Records from a data collection:
·····
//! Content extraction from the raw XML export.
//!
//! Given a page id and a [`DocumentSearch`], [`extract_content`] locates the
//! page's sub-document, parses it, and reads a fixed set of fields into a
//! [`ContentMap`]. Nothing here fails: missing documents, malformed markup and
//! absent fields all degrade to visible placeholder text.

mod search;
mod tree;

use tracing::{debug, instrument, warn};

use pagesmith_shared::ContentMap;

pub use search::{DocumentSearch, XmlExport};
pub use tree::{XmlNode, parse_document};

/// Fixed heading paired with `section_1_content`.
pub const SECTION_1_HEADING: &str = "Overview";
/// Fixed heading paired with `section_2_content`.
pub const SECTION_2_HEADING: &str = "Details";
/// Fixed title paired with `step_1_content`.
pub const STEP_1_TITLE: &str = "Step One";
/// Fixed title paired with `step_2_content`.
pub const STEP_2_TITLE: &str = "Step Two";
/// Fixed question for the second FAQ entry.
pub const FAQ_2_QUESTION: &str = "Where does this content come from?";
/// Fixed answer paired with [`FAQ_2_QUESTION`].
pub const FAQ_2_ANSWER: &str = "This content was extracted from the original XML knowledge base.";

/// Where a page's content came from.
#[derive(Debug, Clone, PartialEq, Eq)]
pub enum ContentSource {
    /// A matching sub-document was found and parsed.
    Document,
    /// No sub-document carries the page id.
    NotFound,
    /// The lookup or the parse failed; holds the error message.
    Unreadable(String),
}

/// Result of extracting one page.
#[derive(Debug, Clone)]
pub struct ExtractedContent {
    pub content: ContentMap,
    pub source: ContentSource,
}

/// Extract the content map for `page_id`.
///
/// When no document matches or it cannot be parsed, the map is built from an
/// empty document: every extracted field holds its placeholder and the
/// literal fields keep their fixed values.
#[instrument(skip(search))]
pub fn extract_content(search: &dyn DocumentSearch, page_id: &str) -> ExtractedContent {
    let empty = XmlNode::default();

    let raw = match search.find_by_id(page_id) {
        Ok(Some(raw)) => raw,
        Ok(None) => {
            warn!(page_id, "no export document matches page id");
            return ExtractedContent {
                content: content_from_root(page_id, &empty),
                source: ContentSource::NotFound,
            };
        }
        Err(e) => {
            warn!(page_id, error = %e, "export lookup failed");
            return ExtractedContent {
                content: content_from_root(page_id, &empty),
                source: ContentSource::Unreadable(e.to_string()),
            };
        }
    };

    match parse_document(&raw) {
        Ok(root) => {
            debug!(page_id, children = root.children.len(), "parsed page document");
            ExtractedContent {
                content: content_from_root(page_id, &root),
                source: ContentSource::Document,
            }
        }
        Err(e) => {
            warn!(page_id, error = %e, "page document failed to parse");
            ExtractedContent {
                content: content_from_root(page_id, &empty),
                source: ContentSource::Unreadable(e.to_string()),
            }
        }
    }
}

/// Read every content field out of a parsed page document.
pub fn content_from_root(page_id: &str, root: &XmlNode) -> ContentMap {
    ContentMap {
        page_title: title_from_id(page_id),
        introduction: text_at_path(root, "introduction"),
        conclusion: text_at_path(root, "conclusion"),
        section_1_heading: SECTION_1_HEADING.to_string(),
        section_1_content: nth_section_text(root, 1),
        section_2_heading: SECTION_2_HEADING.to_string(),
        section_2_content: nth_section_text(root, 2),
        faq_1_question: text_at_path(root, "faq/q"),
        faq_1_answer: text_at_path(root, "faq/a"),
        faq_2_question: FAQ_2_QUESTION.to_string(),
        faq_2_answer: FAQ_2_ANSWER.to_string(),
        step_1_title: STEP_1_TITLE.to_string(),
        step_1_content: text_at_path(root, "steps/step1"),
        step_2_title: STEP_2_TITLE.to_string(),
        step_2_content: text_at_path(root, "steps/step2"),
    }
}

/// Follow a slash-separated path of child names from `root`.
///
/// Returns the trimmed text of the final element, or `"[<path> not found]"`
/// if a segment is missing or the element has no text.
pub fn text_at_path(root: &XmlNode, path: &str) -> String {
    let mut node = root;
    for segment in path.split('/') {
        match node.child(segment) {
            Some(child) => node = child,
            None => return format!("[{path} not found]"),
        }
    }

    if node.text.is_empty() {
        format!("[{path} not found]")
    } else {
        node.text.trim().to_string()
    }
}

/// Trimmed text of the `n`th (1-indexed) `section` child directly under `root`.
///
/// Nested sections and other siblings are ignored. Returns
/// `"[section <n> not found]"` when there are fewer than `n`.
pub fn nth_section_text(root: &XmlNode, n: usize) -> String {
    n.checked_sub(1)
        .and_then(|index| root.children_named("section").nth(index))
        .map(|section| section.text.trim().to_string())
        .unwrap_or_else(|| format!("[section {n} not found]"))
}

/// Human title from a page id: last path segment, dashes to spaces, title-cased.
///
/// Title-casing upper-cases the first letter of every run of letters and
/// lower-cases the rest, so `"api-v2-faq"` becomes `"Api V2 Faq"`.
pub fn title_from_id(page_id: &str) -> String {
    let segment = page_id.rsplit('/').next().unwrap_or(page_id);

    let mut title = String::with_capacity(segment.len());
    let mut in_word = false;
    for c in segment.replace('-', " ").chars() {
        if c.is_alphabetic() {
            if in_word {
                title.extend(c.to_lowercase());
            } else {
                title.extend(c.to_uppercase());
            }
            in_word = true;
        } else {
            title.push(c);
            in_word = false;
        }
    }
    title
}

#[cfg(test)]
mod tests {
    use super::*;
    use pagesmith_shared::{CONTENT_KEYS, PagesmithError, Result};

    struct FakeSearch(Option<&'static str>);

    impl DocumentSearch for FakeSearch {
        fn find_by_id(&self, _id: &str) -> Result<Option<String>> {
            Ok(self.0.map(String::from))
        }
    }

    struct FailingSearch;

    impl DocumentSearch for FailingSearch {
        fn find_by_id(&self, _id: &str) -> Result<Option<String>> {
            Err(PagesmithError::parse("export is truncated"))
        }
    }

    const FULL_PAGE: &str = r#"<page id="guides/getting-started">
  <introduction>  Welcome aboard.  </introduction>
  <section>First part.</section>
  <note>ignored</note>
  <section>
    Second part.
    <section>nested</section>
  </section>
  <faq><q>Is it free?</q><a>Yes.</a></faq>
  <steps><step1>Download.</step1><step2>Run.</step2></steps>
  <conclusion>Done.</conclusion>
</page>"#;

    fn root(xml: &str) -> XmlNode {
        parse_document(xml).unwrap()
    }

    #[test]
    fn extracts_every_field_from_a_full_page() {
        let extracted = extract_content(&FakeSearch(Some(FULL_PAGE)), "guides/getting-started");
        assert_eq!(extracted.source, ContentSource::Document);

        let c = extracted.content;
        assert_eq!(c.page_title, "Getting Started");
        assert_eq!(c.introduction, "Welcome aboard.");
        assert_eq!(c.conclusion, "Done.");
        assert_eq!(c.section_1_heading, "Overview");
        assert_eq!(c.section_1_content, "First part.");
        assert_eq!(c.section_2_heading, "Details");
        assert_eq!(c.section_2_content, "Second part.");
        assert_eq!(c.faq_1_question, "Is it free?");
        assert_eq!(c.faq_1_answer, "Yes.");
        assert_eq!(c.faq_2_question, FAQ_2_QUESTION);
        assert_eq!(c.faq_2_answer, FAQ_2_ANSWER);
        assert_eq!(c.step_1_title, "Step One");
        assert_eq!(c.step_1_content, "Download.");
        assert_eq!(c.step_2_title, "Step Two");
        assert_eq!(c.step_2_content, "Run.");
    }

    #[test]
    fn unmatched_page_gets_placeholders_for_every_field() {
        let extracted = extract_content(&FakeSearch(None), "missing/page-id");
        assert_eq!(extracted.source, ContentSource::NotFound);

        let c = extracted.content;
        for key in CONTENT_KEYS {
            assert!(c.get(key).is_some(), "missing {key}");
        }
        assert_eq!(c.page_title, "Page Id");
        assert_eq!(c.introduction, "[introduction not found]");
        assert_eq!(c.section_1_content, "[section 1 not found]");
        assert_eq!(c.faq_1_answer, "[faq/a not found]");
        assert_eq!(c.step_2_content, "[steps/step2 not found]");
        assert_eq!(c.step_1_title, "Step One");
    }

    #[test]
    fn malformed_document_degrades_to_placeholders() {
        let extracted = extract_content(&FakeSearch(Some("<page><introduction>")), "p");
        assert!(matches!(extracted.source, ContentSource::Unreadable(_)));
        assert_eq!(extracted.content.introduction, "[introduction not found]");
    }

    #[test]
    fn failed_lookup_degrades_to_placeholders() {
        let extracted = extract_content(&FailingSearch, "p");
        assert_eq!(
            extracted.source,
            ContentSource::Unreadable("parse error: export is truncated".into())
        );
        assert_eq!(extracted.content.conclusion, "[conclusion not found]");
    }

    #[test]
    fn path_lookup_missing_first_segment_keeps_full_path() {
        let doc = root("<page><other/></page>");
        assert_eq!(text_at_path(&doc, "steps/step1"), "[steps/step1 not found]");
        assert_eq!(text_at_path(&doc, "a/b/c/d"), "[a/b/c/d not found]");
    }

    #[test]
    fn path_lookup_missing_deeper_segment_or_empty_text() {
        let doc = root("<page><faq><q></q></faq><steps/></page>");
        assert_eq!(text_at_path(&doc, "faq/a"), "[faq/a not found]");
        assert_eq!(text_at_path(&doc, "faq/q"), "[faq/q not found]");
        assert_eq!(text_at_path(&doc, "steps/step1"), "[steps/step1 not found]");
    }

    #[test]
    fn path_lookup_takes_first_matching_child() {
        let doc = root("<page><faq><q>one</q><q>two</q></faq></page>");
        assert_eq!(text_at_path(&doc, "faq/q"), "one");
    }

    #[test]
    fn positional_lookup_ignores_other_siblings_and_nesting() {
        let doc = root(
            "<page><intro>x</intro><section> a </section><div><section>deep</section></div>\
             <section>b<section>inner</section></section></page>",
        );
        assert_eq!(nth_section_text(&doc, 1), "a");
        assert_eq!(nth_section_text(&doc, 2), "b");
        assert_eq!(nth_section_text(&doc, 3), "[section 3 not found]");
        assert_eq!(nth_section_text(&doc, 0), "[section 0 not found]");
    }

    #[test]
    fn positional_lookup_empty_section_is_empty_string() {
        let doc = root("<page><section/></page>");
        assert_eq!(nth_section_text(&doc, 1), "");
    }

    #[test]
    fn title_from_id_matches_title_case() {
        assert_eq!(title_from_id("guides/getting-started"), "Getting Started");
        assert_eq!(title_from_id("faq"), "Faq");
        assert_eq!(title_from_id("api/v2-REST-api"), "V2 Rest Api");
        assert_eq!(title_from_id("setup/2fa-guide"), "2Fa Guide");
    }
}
·····
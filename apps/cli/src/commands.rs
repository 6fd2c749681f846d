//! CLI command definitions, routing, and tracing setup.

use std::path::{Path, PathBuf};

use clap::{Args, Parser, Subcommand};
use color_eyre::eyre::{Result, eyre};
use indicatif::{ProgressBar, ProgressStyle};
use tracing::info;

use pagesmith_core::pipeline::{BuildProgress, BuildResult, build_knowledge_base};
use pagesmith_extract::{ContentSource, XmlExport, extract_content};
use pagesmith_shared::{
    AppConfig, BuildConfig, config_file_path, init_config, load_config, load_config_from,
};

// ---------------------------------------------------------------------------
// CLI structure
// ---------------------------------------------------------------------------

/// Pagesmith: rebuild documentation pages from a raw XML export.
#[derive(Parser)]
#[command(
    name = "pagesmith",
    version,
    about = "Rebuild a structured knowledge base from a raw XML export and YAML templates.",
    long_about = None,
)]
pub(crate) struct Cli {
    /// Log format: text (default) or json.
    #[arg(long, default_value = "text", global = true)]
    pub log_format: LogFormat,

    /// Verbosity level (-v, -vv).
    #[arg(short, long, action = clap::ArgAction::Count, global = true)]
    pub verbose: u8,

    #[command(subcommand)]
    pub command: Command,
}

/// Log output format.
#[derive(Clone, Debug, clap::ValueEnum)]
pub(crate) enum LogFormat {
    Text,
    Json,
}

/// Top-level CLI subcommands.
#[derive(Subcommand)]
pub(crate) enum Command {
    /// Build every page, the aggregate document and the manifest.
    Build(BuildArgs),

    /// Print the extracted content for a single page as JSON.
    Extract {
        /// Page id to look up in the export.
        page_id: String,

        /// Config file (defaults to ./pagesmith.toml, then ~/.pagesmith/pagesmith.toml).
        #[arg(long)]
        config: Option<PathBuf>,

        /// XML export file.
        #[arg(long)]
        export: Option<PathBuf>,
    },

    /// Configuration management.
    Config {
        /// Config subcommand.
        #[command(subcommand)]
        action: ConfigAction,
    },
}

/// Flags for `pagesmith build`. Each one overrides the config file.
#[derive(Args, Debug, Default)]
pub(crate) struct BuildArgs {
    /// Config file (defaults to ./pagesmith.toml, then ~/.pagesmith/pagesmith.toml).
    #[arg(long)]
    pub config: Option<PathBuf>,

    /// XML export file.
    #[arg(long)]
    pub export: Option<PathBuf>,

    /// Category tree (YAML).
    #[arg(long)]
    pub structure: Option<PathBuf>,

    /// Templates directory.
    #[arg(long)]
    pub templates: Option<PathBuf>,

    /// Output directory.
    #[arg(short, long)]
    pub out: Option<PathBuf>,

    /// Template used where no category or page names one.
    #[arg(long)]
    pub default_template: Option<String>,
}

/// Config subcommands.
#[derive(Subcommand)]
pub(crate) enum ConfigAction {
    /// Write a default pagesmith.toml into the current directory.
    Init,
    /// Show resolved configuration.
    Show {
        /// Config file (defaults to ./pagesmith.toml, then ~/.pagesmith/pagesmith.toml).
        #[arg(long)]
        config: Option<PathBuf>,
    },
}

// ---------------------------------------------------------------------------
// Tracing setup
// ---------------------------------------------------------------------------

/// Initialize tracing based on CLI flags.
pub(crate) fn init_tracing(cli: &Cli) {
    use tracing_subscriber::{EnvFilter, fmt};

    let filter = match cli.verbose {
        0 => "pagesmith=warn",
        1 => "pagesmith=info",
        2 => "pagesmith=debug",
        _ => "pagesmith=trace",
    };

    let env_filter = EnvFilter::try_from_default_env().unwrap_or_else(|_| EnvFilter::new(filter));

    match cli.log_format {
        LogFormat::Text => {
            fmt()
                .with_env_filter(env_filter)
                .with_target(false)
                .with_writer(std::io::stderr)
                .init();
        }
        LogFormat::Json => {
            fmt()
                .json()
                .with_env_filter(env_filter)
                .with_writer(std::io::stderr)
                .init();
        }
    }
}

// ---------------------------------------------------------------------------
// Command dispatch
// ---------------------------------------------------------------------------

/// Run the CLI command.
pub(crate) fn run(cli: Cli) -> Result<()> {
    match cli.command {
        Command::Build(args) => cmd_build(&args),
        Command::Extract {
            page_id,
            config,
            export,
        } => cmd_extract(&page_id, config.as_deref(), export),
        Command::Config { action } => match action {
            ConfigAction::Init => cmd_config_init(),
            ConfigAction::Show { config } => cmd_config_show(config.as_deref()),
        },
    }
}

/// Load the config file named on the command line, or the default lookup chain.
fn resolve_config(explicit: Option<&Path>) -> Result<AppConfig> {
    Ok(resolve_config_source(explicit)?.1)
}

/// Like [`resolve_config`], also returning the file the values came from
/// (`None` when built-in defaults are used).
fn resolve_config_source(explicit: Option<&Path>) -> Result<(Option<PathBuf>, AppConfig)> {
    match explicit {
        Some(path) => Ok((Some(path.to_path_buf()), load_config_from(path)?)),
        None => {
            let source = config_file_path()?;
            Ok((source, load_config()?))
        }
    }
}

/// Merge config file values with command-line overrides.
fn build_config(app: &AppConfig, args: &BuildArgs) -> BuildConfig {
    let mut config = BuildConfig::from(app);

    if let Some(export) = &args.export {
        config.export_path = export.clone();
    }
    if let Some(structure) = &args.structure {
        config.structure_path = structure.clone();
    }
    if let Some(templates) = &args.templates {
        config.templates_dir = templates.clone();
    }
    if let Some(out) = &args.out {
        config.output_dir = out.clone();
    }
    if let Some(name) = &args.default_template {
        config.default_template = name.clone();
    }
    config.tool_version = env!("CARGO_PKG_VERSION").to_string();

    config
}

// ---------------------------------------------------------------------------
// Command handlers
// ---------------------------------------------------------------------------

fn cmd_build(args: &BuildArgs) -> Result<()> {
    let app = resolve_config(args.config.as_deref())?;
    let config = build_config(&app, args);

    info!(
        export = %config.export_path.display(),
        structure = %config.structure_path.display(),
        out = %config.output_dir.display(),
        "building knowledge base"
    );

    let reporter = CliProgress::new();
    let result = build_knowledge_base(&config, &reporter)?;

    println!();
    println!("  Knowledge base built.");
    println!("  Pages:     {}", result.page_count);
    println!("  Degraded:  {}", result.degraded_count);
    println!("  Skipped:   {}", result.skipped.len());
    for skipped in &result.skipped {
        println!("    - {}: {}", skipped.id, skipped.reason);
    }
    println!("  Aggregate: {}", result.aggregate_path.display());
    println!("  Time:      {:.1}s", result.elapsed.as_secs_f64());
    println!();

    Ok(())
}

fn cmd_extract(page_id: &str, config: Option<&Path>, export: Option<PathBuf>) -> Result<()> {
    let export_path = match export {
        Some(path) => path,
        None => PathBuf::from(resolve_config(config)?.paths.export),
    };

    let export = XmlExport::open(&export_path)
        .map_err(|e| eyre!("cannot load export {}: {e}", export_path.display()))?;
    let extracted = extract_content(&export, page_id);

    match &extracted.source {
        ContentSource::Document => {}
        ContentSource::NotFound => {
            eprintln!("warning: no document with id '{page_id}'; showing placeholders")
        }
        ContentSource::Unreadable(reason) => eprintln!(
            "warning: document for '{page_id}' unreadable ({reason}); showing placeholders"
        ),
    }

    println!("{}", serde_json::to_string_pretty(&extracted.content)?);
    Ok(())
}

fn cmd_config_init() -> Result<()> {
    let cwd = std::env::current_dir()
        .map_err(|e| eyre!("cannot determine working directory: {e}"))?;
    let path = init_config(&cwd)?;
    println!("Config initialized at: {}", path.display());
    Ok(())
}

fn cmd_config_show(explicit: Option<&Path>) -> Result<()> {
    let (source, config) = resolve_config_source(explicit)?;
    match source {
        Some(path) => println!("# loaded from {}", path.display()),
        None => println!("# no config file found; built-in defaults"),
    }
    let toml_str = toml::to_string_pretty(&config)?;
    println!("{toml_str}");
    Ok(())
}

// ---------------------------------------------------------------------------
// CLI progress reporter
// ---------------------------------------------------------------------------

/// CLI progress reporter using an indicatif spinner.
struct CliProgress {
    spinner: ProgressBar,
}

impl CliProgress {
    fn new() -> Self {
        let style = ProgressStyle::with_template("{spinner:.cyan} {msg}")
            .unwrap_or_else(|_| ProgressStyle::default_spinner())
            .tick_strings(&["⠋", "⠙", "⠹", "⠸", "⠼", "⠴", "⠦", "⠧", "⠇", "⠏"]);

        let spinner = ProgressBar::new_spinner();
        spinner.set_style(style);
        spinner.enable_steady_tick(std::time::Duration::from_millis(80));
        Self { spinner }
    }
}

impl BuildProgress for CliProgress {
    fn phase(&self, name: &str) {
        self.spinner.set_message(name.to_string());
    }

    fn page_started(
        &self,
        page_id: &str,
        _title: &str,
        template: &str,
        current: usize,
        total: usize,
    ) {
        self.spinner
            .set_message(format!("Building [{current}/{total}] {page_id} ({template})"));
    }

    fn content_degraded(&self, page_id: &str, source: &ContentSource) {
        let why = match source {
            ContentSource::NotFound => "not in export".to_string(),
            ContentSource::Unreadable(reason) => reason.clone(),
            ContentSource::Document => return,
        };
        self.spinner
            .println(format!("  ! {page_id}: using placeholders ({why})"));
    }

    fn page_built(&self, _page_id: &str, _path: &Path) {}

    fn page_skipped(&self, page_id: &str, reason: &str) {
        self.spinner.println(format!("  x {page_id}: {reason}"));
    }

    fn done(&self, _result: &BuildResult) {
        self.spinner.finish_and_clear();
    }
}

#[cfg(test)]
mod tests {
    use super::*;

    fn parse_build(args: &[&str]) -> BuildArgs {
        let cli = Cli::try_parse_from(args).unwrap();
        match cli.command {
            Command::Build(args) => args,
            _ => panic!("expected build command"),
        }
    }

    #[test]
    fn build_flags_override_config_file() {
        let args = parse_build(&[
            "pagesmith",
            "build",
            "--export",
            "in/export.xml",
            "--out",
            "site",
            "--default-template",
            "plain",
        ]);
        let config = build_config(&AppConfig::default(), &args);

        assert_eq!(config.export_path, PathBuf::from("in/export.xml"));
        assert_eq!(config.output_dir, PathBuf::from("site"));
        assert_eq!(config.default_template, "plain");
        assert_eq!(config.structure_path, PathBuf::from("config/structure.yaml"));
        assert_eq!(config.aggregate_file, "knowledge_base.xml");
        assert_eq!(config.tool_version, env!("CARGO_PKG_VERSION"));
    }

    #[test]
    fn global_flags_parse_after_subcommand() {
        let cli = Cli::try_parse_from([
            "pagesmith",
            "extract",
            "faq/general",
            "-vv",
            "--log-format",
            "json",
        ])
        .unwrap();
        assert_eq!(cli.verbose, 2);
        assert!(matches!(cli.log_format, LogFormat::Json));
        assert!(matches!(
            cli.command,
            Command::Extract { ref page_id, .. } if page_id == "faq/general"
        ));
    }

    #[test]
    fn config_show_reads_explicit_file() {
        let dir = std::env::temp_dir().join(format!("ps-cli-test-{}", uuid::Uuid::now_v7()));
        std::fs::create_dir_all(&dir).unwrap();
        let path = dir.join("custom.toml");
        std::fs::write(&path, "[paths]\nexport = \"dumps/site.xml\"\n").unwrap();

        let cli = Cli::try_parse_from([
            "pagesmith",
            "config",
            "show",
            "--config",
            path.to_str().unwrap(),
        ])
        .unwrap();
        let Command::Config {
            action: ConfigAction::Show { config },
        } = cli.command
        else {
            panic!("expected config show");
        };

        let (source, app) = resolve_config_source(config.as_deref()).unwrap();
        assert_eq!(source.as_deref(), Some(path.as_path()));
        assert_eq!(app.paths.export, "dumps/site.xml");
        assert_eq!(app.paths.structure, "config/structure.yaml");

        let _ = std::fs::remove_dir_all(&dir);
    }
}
·····
Description of the task: Show each line of the data that contains the string "holds".

Answer section:
    /// The lookup or the parse failed; holds the error message.
/// empty document: every extracted field holds its placeholder and the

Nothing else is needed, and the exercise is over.